Your goal —
For each line of the listing, output an exact copy.

Records supplied —
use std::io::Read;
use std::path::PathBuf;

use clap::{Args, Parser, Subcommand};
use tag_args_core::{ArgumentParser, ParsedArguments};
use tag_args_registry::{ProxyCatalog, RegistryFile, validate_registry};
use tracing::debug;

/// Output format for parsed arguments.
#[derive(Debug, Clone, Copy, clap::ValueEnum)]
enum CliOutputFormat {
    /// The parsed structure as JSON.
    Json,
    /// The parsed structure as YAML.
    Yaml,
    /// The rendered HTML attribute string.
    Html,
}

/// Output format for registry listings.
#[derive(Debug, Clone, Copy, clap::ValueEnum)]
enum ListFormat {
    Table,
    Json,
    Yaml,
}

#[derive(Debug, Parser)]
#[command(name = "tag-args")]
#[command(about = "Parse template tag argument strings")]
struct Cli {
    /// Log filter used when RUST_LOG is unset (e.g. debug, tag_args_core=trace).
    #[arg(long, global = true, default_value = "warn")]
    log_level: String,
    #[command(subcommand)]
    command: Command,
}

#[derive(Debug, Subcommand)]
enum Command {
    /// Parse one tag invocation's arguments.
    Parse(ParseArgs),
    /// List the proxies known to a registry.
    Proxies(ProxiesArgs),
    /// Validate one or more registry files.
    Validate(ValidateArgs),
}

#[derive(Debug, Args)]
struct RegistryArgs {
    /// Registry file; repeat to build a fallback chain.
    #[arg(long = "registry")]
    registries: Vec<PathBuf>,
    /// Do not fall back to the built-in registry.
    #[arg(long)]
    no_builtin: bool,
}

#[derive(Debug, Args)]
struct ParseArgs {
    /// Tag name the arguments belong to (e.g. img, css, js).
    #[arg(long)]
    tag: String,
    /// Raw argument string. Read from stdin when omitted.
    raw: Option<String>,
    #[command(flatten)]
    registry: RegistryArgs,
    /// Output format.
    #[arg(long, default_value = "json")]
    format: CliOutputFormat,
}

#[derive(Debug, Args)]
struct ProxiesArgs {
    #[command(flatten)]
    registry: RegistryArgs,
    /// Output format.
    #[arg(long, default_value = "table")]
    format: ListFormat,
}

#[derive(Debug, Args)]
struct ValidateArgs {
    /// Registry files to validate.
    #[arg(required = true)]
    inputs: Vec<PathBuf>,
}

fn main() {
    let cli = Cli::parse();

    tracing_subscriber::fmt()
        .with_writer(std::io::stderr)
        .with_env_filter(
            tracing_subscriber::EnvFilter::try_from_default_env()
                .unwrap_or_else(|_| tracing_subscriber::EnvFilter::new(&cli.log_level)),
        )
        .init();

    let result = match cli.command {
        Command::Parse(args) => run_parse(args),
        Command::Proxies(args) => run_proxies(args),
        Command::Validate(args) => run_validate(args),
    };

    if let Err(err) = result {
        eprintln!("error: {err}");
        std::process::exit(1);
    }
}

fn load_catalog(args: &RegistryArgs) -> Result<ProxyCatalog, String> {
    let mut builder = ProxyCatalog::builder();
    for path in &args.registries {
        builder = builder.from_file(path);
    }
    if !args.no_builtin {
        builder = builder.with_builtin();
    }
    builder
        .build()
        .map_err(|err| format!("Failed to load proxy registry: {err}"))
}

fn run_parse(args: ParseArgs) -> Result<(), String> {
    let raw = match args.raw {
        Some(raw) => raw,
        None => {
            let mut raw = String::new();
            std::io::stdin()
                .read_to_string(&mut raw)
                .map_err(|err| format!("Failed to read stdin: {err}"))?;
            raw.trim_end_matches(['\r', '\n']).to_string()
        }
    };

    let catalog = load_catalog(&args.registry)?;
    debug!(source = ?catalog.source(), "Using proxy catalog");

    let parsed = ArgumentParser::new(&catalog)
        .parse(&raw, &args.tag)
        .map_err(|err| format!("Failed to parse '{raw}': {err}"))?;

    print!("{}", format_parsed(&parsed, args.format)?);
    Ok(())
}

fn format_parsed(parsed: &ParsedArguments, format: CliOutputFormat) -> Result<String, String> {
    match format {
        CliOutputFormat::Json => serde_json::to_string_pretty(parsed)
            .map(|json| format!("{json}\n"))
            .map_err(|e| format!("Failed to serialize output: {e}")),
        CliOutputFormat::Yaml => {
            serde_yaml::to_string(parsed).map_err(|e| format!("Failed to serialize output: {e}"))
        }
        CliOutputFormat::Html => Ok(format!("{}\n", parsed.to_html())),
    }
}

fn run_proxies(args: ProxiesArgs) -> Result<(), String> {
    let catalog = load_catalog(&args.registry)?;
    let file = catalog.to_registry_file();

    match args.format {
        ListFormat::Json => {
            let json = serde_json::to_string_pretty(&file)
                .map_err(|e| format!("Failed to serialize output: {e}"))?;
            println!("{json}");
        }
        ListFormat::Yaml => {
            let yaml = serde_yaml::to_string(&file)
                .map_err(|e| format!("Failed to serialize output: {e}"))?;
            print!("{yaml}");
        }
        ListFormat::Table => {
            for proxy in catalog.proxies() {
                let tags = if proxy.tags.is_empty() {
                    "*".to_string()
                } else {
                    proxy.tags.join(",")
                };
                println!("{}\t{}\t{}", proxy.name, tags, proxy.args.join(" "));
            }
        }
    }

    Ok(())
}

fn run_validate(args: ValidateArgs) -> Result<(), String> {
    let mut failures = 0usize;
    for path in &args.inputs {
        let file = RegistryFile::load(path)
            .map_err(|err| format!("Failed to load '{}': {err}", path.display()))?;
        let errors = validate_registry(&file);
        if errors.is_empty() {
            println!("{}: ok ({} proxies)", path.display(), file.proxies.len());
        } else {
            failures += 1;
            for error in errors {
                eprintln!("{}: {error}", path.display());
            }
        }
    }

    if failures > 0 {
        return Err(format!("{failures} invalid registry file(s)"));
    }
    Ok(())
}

Final answer —
use std::io::Read;
use std::path::PathBuf;

use clap::{Args, Parser, Subcommand};
use tag_args_core::{ArgumentParser, ParsedArguments};
use tag_args_registry::{ProxyCatalog, RegistryFile, validate_registry};
use tracing::debug;

/// Output format for parsed arguments.
#[derive(Debug, Clone, Copy, clap::ValueEnum)]
enum CliOutputFormat {
    /// The parsed structure as JSON.
    Json,
    /// The parsed structure as YAML.
    Yaml,
    /// The rendered HTML attribute string.
    Html,
}

/// Output format for registry listings.
#[derive(Debug, Clone, Copy, clap::ValueEnum)]
enum ListFormat {
    Table,
    Json,
    Yaml,
}

#[derive(Debug, Parser)]
#[command(name = "tag-args")]
#[command(about = "Parse template tag argument strings")]
struct Cli {
    /// Log filter used when RUST_LOG is unset (e.g. debug, tag_args_core=trace).
    #[arg(long, global = true, default_value = "warn")]
    log_level: String,
    #[command(subcommand)]
    command: Command,
}

#[derive(Debug, Subcommand)]
enum Command {
    /// Parse one tag invocation's arguments.
    Parse(ParseArgs),
    /// List the proxies known to a registry.
    Proxies(ProxiesArgs),
    /// Validate one or more registry files.
    Validate(ValidateArgs),
}

#[derive(Debug, Args)]
struct RegistryArgs {
    /// Registry file; repeat to build a fallback chain.
    #[arg(long = "registry")]
    registries: Vec<PathBuf>,
    /// Do not fall back to the built-in registry.
    #[arg(long)]
    no_builtin: bool,
}

#[derive(Debug, Args)]
struct ParseArgs {
    /// Tag name the arguments belong to (e.g. img, css, js).
    #[arg(long)]
    tag: String,
    /// Raw argument string. Read from stdin when omitted.
    raw: Option<String>,
    #[command(flatten)]
    registry: RegistryArgs,
    /// Output format.
    #[arg(long, default_value = "json")]
    format: CliOutputFormat,
}

#[derive(Debug, Args)]
struct ProxiesArgs {
    #[command(flatten)]
    registry: RegistryArgs,
    /// Output format.
    #[arg(long, default_value = "table")]
    format: ListFormat,
}

#[derive(Debug, Args)]
struct ValidateArgs {
    /// Registry files to validate.
    #[arg(required = true)]
    inputs: Vec<PathBuf>,
}

fn main() {
    let cli = Cli::parse();

    tracing_subscriber::fmt()
        .with_writer(std::io::stderr)
        .with_env_filter(
            tracing_subscriber::EnvFilter::try_from_default_env()
                .unwrap_or_else(|_| tracing_subscriber::EnvFilter::new(&cli.log_level)),
        )
        .init();

    let result = match cli.command {
        Command::Parse(args) => run_parse(args),
        Command::Proxies(args) => run_proxies(args),
        Command::Validate(args) => run_validate(args),
    };

    if let Err(err) = result {
        eprintln!("error: {err}");
        std::process::exit(1);
    }
}

fn load_catalog(args: &RegistryArgs) -> Result<ProxyCatalog, String> {
    let mut builder = ProxyCatalog::builder();
    for path in &args.registries {
        builder = builder.from_file(path);
    }
    if !args.no_builtin {
        builder = builder.with_builtin();
    }
    builder
        .build()
        .map_err(|err| format!("Failed to load proxy registry: {err}"))
}

fn run_parse(args: ParseArgs) -> Result<(), String> {
    let raw = match args.raw {
        Some(raw) => raw,
        None => {
            let mut raw = String::new();
            std::io::stdin()
                .read_to_string(&mut raw)
                .map_err(|err| format!("Failed to read stdin: {err}"))?;
            raw.trim_end_matches(['\r', '\n']).to_string()
        }
    };

    let catalog = load_catalog(&args.registry)?;
    debug!(source = ?catalog.source(), "Using proxy catalog");

    let parsed = ArgumentParser::new(&catalog)
        .parse(&raw, &args.tag)
        .map_err(|err| format!("Failed to parse '{raw}': {err}"))?;

    print!("{}", format_parsed(&parsed, args.format)?);
    Ok(())
}

fn format_parsed(parsed: &ParsedArguments, format: CliOutputFormat) -> Result<String, String> {
    match format {
        CliOutputFormat::Json => serde_json::to_string_pretty(parsed)
            .map(|json| format!("{json}\n"))
            .map_err(|e| format!("Failed to serialize output: {e}")),
        CliOutputFormat::Yaml => {
            serde_yaml::to_string(parsed).map_err(|e| format!("Failed to serialize output: {e}"))
        }
        CliOutputFormat::Html => Ok(format!("{}\n", parsed.to_html())),
    }
}

fn run_proxies(args: ProxiesArgs) -> Result<(), String> {
    let catalog = load_catalog(&args.registry)?;
    let file = catalog.to_registry_file();

    match args.format {
        ListFormat::Json => {
            let json = serde_json::to_string_pretty(&file)
                .map_err(|e| format!("Failed to serialize output: {e}"))?;
            println!("{json}");
        }
        ListFormat::Yaml => {
            let yaml = serde_yaml::to_string(&file)
                .map_err(|e| format!("Failed to serialize output: {e}"))?;
            print!("{yaml}");
        }
        ListFormat::Table => {
            for proxy in catalog.proxies() {
                let tags = if proxy.tags.is_empty() {
                    "*".to_string()
                } else {
                    proxy.tags.join(",")
                };
                println!("{}\t{}\t{}", proxy.name, tags, proxy.args.join(" "));
            }
        }
    }

    Ok(())
}

fn run_validate(args: ValidateArgs) -> Result<(), String> {
    let mut failures = 0usize;
    for path in &args.inputs {
        let file = RegistryFile::load(path)
            .map_err(|err| format!("Failed to load '{}': {err}", path.display()))?;
        let errors = validate_registry(&file);
        if errors.is_empty() {
            println!("{}: ok ({} proxies)", path.display(), file.proxies.len());
        } else {
            failures += 1;
            for error in errors {
                eprintln!("{}: {error}", path.display());
            }
        }
    }

    if failures > 0 {
        return Err(format!("{failures} invalid registry file(s)"));
    }
    Ok(())
}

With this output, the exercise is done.